§ **TRY IT**
Scan the data below for lines holding the word "InsufficientData", and copy each line found.

[Saved entries]

┌──

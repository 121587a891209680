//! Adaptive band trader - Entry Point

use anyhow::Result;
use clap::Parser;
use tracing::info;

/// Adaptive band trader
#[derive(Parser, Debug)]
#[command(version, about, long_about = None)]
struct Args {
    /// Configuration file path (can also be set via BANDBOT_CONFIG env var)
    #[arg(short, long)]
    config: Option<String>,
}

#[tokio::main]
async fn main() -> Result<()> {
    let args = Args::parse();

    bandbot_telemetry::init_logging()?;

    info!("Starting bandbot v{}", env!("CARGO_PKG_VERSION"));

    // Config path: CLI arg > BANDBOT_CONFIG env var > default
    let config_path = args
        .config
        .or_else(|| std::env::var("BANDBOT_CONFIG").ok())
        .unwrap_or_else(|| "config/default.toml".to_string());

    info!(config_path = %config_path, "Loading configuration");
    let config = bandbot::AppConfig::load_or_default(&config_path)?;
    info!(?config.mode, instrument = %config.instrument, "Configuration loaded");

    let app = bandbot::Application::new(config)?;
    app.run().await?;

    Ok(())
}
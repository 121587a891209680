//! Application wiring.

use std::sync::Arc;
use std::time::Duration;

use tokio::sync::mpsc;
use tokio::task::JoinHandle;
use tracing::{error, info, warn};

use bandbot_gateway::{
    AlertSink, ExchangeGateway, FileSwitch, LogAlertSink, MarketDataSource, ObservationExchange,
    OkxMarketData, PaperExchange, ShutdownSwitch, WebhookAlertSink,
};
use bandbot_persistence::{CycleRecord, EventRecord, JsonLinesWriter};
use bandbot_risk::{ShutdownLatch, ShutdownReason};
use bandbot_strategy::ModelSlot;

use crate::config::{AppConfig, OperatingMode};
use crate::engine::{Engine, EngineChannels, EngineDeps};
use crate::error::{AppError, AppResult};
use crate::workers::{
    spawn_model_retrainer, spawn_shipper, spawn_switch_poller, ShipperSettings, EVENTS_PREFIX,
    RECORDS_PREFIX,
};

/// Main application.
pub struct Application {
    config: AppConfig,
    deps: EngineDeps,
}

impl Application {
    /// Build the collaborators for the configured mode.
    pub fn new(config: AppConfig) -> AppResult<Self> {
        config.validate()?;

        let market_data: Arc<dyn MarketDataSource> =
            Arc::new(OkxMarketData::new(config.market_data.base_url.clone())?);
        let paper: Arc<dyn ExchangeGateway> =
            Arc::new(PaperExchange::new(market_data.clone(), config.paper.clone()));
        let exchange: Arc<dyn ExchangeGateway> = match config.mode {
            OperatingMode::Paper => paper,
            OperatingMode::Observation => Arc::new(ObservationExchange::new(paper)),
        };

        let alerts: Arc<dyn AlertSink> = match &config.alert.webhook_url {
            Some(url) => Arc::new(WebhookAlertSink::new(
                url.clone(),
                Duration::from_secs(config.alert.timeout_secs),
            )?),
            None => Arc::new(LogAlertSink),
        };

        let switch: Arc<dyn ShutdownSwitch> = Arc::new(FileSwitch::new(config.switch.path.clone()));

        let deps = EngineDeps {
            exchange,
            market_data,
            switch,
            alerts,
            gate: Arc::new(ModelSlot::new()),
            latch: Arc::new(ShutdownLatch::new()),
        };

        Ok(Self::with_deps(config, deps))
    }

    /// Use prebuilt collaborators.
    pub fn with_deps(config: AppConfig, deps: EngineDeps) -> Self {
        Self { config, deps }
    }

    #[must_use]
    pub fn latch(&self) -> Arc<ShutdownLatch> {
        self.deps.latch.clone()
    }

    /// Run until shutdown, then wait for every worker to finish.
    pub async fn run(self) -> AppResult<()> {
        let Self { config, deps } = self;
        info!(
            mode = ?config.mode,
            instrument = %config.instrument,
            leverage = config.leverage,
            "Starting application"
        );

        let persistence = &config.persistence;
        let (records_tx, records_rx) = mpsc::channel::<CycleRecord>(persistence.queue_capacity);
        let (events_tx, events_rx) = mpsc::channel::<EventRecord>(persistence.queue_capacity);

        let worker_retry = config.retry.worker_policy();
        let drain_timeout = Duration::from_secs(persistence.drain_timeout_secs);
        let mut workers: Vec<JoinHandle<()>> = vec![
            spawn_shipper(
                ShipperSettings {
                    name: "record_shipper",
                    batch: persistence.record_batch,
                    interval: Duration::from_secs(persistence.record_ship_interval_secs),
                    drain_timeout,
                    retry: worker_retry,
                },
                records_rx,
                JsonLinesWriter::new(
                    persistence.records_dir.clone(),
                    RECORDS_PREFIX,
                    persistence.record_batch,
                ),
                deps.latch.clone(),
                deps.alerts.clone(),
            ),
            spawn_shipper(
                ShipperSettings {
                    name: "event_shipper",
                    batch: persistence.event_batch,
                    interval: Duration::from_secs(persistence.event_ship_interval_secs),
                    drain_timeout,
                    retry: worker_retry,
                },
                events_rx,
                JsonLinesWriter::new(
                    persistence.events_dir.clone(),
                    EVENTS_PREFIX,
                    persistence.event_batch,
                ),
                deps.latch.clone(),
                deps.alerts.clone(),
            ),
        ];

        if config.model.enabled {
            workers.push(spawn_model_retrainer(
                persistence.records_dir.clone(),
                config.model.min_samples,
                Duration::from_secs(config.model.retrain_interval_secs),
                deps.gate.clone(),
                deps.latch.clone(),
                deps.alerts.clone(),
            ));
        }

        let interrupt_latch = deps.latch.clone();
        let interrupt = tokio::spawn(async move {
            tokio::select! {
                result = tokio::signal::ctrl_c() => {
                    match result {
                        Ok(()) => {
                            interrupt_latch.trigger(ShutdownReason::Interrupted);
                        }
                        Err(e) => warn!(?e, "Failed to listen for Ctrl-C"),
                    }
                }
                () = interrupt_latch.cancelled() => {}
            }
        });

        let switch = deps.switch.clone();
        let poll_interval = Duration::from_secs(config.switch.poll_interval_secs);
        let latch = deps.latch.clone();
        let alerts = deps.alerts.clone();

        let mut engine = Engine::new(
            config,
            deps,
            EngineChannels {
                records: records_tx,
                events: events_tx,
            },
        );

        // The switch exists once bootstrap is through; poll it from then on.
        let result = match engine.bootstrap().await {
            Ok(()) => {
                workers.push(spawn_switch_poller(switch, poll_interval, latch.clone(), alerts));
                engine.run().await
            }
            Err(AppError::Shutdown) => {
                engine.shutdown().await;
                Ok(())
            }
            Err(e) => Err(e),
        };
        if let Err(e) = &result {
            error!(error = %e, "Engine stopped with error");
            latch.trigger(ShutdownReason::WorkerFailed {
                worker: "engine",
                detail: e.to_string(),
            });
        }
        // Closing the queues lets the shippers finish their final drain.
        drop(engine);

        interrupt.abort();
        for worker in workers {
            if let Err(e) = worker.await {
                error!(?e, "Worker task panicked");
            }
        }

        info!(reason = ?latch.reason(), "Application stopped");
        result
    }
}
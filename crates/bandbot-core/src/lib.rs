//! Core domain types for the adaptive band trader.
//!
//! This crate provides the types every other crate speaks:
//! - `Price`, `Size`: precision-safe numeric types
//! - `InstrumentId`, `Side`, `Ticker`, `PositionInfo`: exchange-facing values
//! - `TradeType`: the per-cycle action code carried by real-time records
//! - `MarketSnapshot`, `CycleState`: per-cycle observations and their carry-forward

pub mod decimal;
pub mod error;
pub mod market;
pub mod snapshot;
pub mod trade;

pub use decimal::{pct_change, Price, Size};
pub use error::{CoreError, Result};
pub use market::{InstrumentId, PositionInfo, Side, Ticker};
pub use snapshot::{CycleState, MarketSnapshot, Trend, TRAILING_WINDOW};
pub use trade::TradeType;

└──
┌──

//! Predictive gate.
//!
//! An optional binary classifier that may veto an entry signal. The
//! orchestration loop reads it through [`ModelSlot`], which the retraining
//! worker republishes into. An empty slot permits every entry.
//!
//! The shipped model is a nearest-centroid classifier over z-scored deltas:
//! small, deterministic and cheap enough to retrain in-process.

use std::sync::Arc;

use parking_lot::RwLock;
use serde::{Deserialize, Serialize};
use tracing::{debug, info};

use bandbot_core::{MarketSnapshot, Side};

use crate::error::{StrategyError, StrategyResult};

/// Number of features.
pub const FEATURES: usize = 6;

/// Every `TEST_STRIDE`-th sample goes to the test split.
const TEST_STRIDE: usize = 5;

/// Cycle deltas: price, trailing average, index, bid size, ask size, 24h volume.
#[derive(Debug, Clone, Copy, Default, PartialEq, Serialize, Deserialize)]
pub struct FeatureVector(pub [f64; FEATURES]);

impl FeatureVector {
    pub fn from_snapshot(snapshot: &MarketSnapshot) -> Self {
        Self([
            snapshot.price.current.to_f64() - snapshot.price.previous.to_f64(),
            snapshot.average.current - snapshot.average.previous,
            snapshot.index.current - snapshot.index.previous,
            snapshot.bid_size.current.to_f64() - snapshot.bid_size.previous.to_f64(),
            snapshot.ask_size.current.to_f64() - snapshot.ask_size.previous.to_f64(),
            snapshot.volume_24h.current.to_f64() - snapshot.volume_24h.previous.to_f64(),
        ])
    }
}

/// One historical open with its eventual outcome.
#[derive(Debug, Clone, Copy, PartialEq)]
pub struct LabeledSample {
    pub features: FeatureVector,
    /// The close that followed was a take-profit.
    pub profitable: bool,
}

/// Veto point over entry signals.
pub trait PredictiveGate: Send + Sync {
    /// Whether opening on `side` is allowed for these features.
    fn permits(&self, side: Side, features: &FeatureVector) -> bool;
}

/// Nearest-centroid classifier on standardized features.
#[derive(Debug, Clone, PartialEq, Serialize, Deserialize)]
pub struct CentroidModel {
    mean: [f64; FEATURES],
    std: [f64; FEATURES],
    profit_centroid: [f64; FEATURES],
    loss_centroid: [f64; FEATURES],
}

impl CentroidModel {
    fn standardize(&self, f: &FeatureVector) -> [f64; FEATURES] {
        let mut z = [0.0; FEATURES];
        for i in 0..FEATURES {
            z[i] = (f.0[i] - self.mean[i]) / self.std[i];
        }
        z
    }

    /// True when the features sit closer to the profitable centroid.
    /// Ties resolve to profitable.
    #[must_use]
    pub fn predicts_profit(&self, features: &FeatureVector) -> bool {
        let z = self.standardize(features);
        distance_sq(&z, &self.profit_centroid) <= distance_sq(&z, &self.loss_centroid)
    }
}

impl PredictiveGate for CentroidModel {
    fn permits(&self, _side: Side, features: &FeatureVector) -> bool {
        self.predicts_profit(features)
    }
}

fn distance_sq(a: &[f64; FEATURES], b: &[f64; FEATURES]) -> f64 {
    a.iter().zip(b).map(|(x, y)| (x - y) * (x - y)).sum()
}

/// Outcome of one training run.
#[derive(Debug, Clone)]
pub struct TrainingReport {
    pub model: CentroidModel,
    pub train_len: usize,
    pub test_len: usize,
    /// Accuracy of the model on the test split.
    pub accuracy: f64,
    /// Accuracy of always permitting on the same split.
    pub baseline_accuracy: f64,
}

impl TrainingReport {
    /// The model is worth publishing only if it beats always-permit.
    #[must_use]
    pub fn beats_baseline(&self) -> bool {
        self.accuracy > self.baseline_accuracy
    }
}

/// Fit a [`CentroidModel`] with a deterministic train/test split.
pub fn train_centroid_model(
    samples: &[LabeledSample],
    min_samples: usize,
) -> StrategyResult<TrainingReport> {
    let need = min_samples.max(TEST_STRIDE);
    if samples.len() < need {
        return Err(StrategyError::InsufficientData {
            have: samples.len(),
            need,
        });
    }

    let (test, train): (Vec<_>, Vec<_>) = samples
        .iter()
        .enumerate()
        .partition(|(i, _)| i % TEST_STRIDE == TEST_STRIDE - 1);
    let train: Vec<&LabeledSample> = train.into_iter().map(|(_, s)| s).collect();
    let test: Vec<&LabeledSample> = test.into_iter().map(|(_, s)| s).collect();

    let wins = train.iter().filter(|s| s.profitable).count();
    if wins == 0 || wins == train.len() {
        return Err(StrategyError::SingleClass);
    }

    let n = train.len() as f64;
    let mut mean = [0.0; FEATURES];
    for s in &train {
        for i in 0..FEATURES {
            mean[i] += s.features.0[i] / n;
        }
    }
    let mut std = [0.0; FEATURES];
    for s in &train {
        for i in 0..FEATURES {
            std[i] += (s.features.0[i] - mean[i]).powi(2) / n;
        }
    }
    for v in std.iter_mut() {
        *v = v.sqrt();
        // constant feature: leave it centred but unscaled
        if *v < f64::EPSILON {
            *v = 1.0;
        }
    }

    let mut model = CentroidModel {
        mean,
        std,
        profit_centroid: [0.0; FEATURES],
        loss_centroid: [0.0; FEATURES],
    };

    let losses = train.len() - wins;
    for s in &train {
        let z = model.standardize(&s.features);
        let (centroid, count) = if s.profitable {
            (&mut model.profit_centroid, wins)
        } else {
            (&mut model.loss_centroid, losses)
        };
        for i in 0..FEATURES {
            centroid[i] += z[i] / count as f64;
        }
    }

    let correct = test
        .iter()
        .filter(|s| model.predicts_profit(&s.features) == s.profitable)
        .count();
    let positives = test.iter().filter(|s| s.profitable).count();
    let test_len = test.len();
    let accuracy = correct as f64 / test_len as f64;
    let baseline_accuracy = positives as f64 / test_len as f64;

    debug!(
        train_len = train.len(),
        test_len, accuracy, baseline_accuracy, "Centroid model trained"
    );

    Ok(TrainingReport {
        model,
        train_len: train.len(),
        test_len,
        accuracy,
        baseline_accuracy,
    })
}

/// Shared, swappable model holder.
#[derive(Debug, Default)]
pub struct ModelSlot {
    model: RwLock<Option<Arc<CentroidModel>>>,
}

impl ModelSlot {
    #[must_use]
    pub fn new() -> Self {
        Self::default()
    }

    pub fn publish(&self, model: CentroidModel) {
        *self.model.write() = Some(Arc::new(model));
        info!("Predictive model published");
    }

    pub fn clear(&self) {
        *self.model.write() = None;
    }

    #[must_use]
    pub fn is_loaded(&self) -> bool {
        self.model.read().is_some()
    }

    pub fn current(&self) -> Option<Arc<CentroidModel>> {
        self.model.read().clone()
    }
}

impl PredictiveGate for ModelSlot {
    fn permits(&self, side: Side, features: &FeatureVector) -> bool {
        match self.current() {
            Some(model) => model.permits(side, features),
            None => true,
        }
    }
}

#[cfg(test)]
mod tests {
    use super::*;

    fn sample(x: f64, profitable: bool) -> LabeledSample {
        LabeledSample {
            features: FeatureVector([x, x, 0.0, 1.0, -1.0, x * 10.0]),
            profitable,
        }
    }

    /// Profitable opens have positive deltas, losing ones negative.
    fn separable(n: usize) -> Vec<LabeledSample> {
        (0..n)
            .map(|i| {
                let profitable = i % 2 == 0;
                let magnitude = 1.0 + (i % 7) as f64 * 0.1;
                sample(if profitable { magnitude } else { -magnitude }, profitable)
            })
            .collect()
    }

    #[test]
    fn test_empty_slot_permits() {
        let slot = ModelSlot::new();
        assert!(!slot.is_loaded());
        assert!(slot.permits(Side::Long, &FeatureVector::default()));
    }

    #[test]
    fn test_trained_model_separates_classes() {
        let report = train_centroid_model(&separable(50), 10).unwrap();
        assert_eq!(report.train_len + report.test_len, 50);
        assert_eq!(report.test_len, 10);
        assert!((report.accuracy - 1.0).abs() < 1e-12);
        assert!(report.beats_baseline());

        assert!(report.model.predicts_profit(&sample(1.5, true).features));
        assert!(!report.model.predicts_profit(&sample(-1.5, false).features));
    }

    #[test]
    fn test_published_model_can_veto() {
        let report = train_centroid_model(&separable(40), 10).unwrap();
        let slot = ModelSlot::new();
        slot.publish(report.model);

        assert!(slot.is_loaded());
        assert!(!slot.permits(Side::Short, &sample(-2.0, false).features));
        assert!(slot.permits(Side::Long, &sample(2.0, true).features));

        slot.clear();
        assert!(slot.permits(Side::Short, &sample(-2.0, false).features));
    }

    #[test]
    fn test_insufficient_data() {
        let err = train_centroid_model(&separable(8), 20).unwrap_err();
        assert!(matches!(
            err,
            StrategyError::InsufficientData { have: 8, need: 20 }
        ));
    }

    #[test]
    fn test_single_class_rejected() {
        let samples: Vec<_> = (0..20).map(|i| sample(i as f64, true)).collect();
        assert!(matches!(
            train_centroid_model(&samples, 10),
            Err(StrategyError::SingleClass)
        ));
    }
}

└──

§ **ANSWER TO THIS TASK**
        return Err(StrategyError::InsufficientData {
            StrategyError::InsufficientData { have: 8, need: 20 }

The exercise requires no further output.